La “laicité” e la campagna elettorale francese

Le parole del Primo Ministro francese Manuel Valls (“il burkini è incompatibile con i nostri valori”), a commento del divieto a indossare il costume integrale  in spiaggia deciso da alcuni comuni della Costa Azzurra, si può considerare il primo atto della campagna elettorale per le presidenziali del 2017.
A chi parla Valls? A un Paese che immagina se stesso come esportatore di valori universali, i valori figli della rivoluzione, di cui la laicità è oggi la sintesi. E’ una caratteristica culturale della Francia tradizionale, e l’intenzione dei socialisti è quella di risvegliare l’unità nazionale. Qualcosa che assomigli a “La France Unie”, lo slogan utilizzato da Francois Mitterand durante le presidenziali del 1988, vinte contro Chirac. Quindi Valls lancia un messaggio alla Francia tradizionale. La strategia però è molto rischiosa, perché centra il focus della campagna elettorale su un terreno che può essere più facilmente cavalcato dalla destra, quello dei valori non negoziabili a cui tutti, e in particolare gli immigrati, debbano adeguarsi.

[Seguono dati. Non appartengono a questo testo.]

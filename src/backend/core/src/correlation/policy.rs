//! Completion and ordering policies.
//!
//! Both are injected strategy values: a `CompletionPolicy` decides when a
//! group may be drained, a `Comparator` orders members for the resequencer.
//! Closures implement `CompletionPolicy` directly.

use std::cmp::Ordering;
use std::sync::Arc;

use super::group::EventGroup;
use crate::events::Event;

// =============================================================================
// Completion
// =============================================================================

/// Predicate deciding whether a group is ready to be drained.
///
/// Evaluated after every append, while the registry holds the write lock of
/// the shard that owns the group's id.
///
/// # Deadlocks
///
/// An implementation must not call back into the `GroupRegistry`,
/// `Correlator`, `Aggregator` or `Resequencer` it is installed in, not even
/// to read. Any such call may need the shard lock already held by the
/// evaluating thread and will block forever. Inspect only the group passed
/// in, and keep the check cheap: every other id in the same shard waits on it.
pub trait CompletionPolicy<P>: Send + Sync {
    /// Whether the group, in its post-append state, is complete.
    fn is_complete(&self, group: &EventGroup<P>) -> bool;

    /// Whether this policy can only fire for groups that declared a size.
    fn requires_declared_size(&self) -> bool {
        false
    }
}

/// Complete when the group holds exactly its declared number of members.
///
/// Groups whose first member declared no size never complete under this
/// policy.
#[derive(Debug, Clone, Copy, Default)]
pub struct ExpectedSize;

impl<P> CompletionPolicy<P> for ExpectedSize {
    fn is_complete(&self, group: &EventGroup<P>) -> bool {
        match group.expected_size() {
            Some(expected) => group.size() == expected,
            None => false,
        }
    }

    fn requires_declared_size(&self) -> bool {
        true
    }
}

/// Complete once the group holds at least `n` members, regardless of any
/// declared size.
#[derive(Debug, Clone, Copy)]
pub struct FixedCount(pub usize);

impl<P> CompletionPolicy<P> for FixedCount {
    fn is_complete(&self, group: &EventGroup<P>) -> bool {
        group.size() >= self.0
    }
}

impl<P, F> CompletionPolicy<P> for F
where
    F: Fn(&EventGroup<P>) -> bool + Send + Sync,
{
    fn is_complete(&self, group: &EventGroup<P>) -> bool {
        self(group)
    }
}

// =============================================================================
// Ordering
// =============================================================================

/// Ordering applied to a drained group's members by the resequencer.
pub type Comparator<P> = Arc<dyn Fn(&Event<P>, &Event<P>) -> Ordering + Send + Sync>;

/// Ascending by correlation sequence. Members without a sequence sort first.
pub fn by_correlation_sequence<P: 'static>() -> Comparator<P> {
    Arc::new(|a: &Event<P>, b: &Event<P>| a.correlation_sequence().cmp(&b.correlation_sequence()))
}

#[cfg(test)]
mod tests {
    use super::*;
    use crate::events::GroupId;

    fn group_with(expected: Option<usize>, members: usize) -> EventGroup<u32> {
        let group = EventGroup::new(GroupId::new("g"), expected);
        for i in 0..members {
            group.add_event(Event::new(i as u32)).unwrap();
        }
        group
    }

    #[test]
    fn test_expected_size_policy() {
        let policy = ExpectedSize;
        assert!(!CompletionPolicy::<u32>::is_complete(&policy, &group_with(Some(3), 2)));
        assert!(CompletionPolicy::<u32>::is_complete(&policy, &group_with(Some(3), 3)));
        assert!(CompletionPolicy::<u32>::requires_declared_size(&policy));
    }

    #[test]
    fn test_expected_size_never_fires_without_declaration() {
        let policy = ExpectedSize;
        for members in 0..10 {
            assert!(!CompletionPolicy::<u32>::is_complete(&policy, &group_with(None, members)));
        }
    }

    #[test]
    fn test_fixed_count_ignores_declared_size() {
        let policy = FixedCount(2);
        assert!(!CompletionPolicy::<u32>::is_complete(&policy, &group_with(None, 1)));
        assert!(CompletionPolicy::<u32>::is_complete(&policy, &group_with(Some(5), 2)));
    }

    #[test]
    fn test_closure_policy() {
        let policy = |g: &EventGroup<u32>| g.snapshot().payloads().any(|p| *p == 2);
        assert!(!policy.is_complete(&group_with(None, 2)));
        assert!(policy.is_complete(&group_with(None, 3)));
        assert!(!CompletionPolicy::<u32>::requires_declared_size(&policy));
    }

    #[test]
    fn test_by_correlation_sequence() {
        let cmp = by_correlation_sequence::<&str>();
        let first = Event::new("a").with_sequence(1);
        let second = Event::new("b").with_sequence(2);
        let unknown = Event::new("c");

        assert_eq!(cmp(&first, &second), Ordering::Less);
        assert_eq!(cmp(&second, &first), Ordering::Greater);
        assert_eq!(cmp(&unknown, &first), Ordering::Less);
    }
}
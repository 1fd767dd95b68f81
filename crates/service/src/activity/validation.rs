use configs::ValidationMode;
use models::{Category, NewActivity};

use super::domain::ActivityInput;
use crate::errors::ServiceError;

/// Turns a raw payload into a [`NewActivity`] according to the configured mode.
#[derive(Debug, Clone, Copy, PartialEq, Eq)]
pub struct Validator {
    mode: ValidationMode,
}

impl Validator {
    pub fn new(mode: ValidationMode) -> Self { Self { mode } }
    pub fn strict() -> Self { Self::new(ValidationMode::Strict) }
    pub fn permissive() -> Self { Self::new(ValidationMode::Permissive) }

    pub fn validate(&self, input: ActivityInput) -> Result<NewActivity, ServiceError> {
        match self.mode {
            ValidationMode::Strict => strict(input),
            ValidationMode::Permissive => permissive(input),
        }
    }
}

impl Default for Validator {
    fn default() -> Self { Self::strict() }
}

fn strict(input: ActivityInput) -> Result<NewActivity, ServiceError> {
    let mut problems = Vec::new();
    if input.title.is_empty() {
        problems.push("title is required".to_string());
    }
    if let Err(e) = input.category.parse::<Category>() {
        problems.push(ServiceError::from(e).to_string());
    }
    if input.description.is_empty() {
        problems.push("description is required".to_string());
    }
    if input.activity_date.is_none() {
        problems.push("activity_date is required".to_string());
    }

    match (problems.is_empty(), input.activity_date) {
        (true, Some(activity_date)) => Ok(NewActivity {
            title: input.title,
            category: input.category,
            description: input.description,
            activity_date,
        }),
        _ => Err(ServiceError::Validation(problems.join("; "))),
    }
}

// The date column is non-null, so even this mode needs a date.
fn permissive(input: ActivityInput) -> Result<NewActivity, ServiceError> {
    let activity_date = input
        .activity_date
        .ok_or_else(|| ServiceError::Validation("activity_date is required".into()))?;
    Ok(NewActivity {
        title: input.title,
        category: input.category,
        description: input.description,
        activity_date,
    })
}

#[cfg(test)]
mod tests {
    use super::*;
    use chrono::DateTime;

    fn input(title: &str, category: &str, description: &str) -> ActivityInput {
        ActivityInput {
            title: title.into(),
            category: category.into(),
            description: description.into(),
            activity_date: Some(DateTime::parse_from_rfc3339("2024-05-01T10:00:00Z").unwrap()),
        }
    }

    #[test]
    fn strict_accepts_complete_payload() {
        let new = Validator::strict().validate(input("Write report", "TASK", "Q2 numbers")).unwrap();
        assert_eq!(new.title, "Write report");
        assert_eq!(new.category, "TASK");
    }

    #[test]
    fn strict_rejects_unknown_category() {
        let err = Validator::strict().validate(input("Party", "PARTY", "cake")).unwrap_err();
        match err {
            ServiceError::Validation(msg) => assert!(msg.contains("category")),
            other => panic!("unexpected {other:?}"),
        }
    }

    #[test]
    fn strict_rejects_empty_title() {
        let err = Validator::strict().validate(input("", "EVENT", "x")).unwrap_err();
        assert!(matches!(err, ServiceError::Validation(ref m) if m.contains("title is required")));
    }

    #[test]
    fn strict_keeps_whitespace_only_text() {
        let new = Validator::strict().validate(input("   ", "EVENT", " ")).unwrap();
        assert_eq!(new.title, "   ");
        assert_eq!(new.description, " ");
    }

    #[test]
    fn strict_reports_every_problem() {
        let err = Validator::strict().validate(ActivityInput::default()).unwrap_err();
        let msg = err.to_string();
        for field in ["title", "category", "description", "activity_date"] {
            assert!(msg.contains(field), "{msg} should mention {field}");
        }
    }

    #[test]
    fn permissive_accepts_empty_strings() {
        let new = Validator::permissive().validate(input("", "anything", "")).unwrap();
        assert_eq!(new.title, "");
        assert_eq!(new.category, "anything");
    }

    #[test]
    fn permissive_still_needs_a_date() {
        let mut i = input("a", "b", "c");
        i.activity_date = None;
        assert!(Validator::permissive().validate(i).is_err());
    }
}
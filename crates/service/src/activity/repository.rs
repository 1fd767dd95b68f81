use async_trait::async_trait;
use models::NewActivity;

use super::domain::Activity;
use crate::errors::ServiceError;

/// Store abstraction for activity persistence.
#[async_trait]
pub trait ActivityRepository: Send + Sync {
    async fn list(&self) -> Result<Vec<Activity>, ServiceError>;
    /// Insert with status `NEW`; returns the stored row including its new id.
    async fn create(&self, new: NewActivity) -> Result<Activity, ServiceError>;
    /// Overwrite the client fields of `id`. `NotFound` when no row matches.
    async fn update(&self, id: i32, new: NewActivity) -> Result<i32, ServiceError>;
    /// Number of rows removed; zero is not an error.
    async fn delete(&self, id: i32) -> Result<u64, ServiceError>;
}

/// In-memory repository for tests and running without a database.
pub mod mock {
    use super::*;
    use std::collections::BTreeMap;

    use chrono::Utc;
    use models::DEFAULT_STATUS;
    use tokio::sync::RwLock;

    #[derive(Default)]
    struct Table {
        rows: BTreeMap<i32, Activity>,
        last_id: i32,
    }

    #[derive(Default)]
    pub struct MockActivityRepository {
        table: RwLock<Table>,
    }

    impl MockActivityRepository {
        pub fn new() -> Self { Self::default() }
    }

    #[async_trait]
    impl ActivityRepository for MockActivityRepository {
        async fn list(&self) -> Result<Vec<Activity>, ServiceError> {
            let table = self.table.read().await;
            Ok(table.rows.values().cloned().collect())
        }

        async fn create(&self, new: NewActivity) -> Result<Activity, ServiceError> {
            let mut table = self.table.write().await;
            table.last_id += 1;
            let row = Activity {
                id: table.last_id,
                title: new.title,
                category: new.category,
                description: new.description,
                activity_date: new.activity_date,
                status: DEFAULT_STATUS.to_string(),
                created_at: Utc::now().into(),
            };
            table.rows.insert(row.id, row.clone());
            Ok(row)
        }

        async fn update(&self, id: i32, new: NewActivity) -> Result<i32, ServiceError> {
            let mut table = self.table.write().await;
            let row = table
                .rows
                .get_mut(&id)
                .ok_or_else(|| ServiceError::not_found("activity", id))?;
            row.title = new.title;
            row.category = new.category;
            row.description = new.description;
            row.activity_date = new.activity_date;
            Ok(id)
        }

        async fn delete(&self, id: i32) -> Result<u64, ServiceError> {
            let mut table = self.table.write().await;
            Ok(table.rows.remove(&id).map_or(0, |_| 1))
        }
    }
}
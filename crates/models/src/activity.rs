use std::fmt;
use std::str::FromStr;

use sea_orm::{entity::prelude::*, sea_query::Expr, ConnectionTrait, QueryFilter, QueryOrder, Set};
use serde::{Deserialize, Serialize};

use crate::errors;

/// Status every activity starts with; clients cannot choose it.
pub const DEFAULT_STATUS: &str = "NEW";

#[derive(Clone, Debug, PartialEq, DeriveEntityModel, Serialize, Deserialize)]
#[sea_orm(table_name = "activities")]
pub struct Model {
    #[sea_orm(primary_key)]
    pub id: i32,
    #[sea_orm(column_type = "Text")]
    pub title: String,
    #[sea_orm(column_type = "Text")]
    pub category: String,
    #[sea_orm(column_type = "Text")]
    pub description: String,
    pub activity_date: DateTimeWithTimeZone,
    #[sea_orm(column_type = "Text")]
    pub status: String,
    pub created_at: DateTimeWithTimeZone,
}

#[derive(Copy, Clone, Debug, EnumIter, DeriveRelation)]
pub enum Relation {}

impl ActiveModelBehavior for ActiveModel {}

#[derive(Copy, Clone, Debug, PartialEq, Eq, Serialize, Deserialize)]
#[serde(rename_all = "UPPERCASE")]
pub enum Category {
    Task,
    Event,
}

impl Category {
    pub const ALL: [Category; 2] = [Category::Task, Category::Event];

    pub fn as_str(&self) -> &'static str {
        match self {
            Category::Task => "TASK",
            Category::Event => "EVENT",
        }
    }
}

impl fmt::Display for Category {
    fn fmt(&self, f: &mut fmt::Formatter<'_>) -> fmt::Result {
        f.write_str(self.as_str())
    }
}

impl FromStr for Category {
    type Err = errors::ModelError;

    /// Exact match only; `task` is not `TASK`.
    fn from_str(s: &str) -> Result<Self, Self::Err> {
        Category::ALL
            .into_iter()
            .find(|c| c.as_str() == s)
            .ok_or_else(|| errors::ModelError::UnknownCategory(s.to_string()))
    }
}

/// Client-settable fields, already checked by whatever validation policy is active.
#[derive(Clone, Debug, PartialEq)]
pub struct NewActivity {
    pub title: String,
    pub category: String,
    pub description: String,
    pub activity_date: DateTimeWithTimeZone,
}

/// Every row, in id order.
pub async fn list_all<C: ConnectionTrait>(db: &C) -> Result<Vec<Model>, DbErr> {
    Entity::find().order_by_asc(Column::Id).all(db).await
}

/// Insert with the status forced to [`DEFAULT_STATUS`]; `id` and `created_at` come from the database.
pub async fn insert<C: ConnectionTrait>(db: &C, new: NewActivity) -> Result<Model, DbErr> {
    let am = ActiveModel {
        title: Set(new.title),
        category: Set(new.category),
        description: Set(new.description),
        activity_date: Set(new.activity_date),
        status: Set(DEFAULT_STATUS.to_string()),
        ..Default::default()
    };
    am.insert(db).await
}

/// Overwrite the four client fields of row `id`. Returns the number of rows touched.
pub async fn overwrite<C: ConnectionTrait>(db: &C, id: i32, new: NewActivity) -> Result<u64, DbErr> {
    let res = Entity::update_many()
        .col_expr(Column::Title, Expr::value(new.title))
        .col_expr(Column::Category, Expr::value(new.category))
        .col_expr(Column::Description, Expr::value(new.description))
        .col_expr(Column::ActivityDate, Expr::value(new.activity_date))
        .filter(Column::Id.eq(id))
        .exec(db)
        .await?;
    Ok(res.rows_affected)
}

/// Delete row `id`; zero rows is not an error.
pub async fn delete<C: ConnectionTrait>(db: &C, id: i32) -> Result<u64, DbErr> {
    let res = Entity::delete_by_id(id).exec(db).await?;
    Ok(res.rows_affected)
}
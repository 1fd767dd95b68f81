//! Migrator for the activity schema.
pub use sea_orm_migration::prelude::*;

mod m20240101_000001_create_activities;

pub struct Migrator;

#[async_trait::async_trait]
impl MigratorTrait for Migrator {
    fn migrations() -> Vec<Box<dyn MigrationTrait>> {
        vec![Box::new(m20240101_000001_create_activities::Migration)]
    }
}
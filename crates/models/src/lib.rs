pub mod errors;
pub mod db;
pub mod activity;

pub use activity::{Category, NewActivity, DEFAULT_STATUS};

Il “nemico” di Valls non sono le donne musulmane che stanno sulla spiaggia coprendo i loro corpi. Valls guarda a un’altra donna che rappresenta il vero spauracchio: Marine Le Pen.
I socialisti non navigano in buone acque e temono che la candidata del Front National possa andare al ballottaggio assieme al candidato della destra repubblicana, a scapito della sinistra. Esattamente come riuscì a fare suo padre Jean-Marie nel 2007.
Ma il Premier francese non parte con il piede giusto. In politica vince chi ha una propria proposta forte e caratterizzante. I socialisti hanno iniziato giocando in campo avverso e questo è un segnale di debolezza.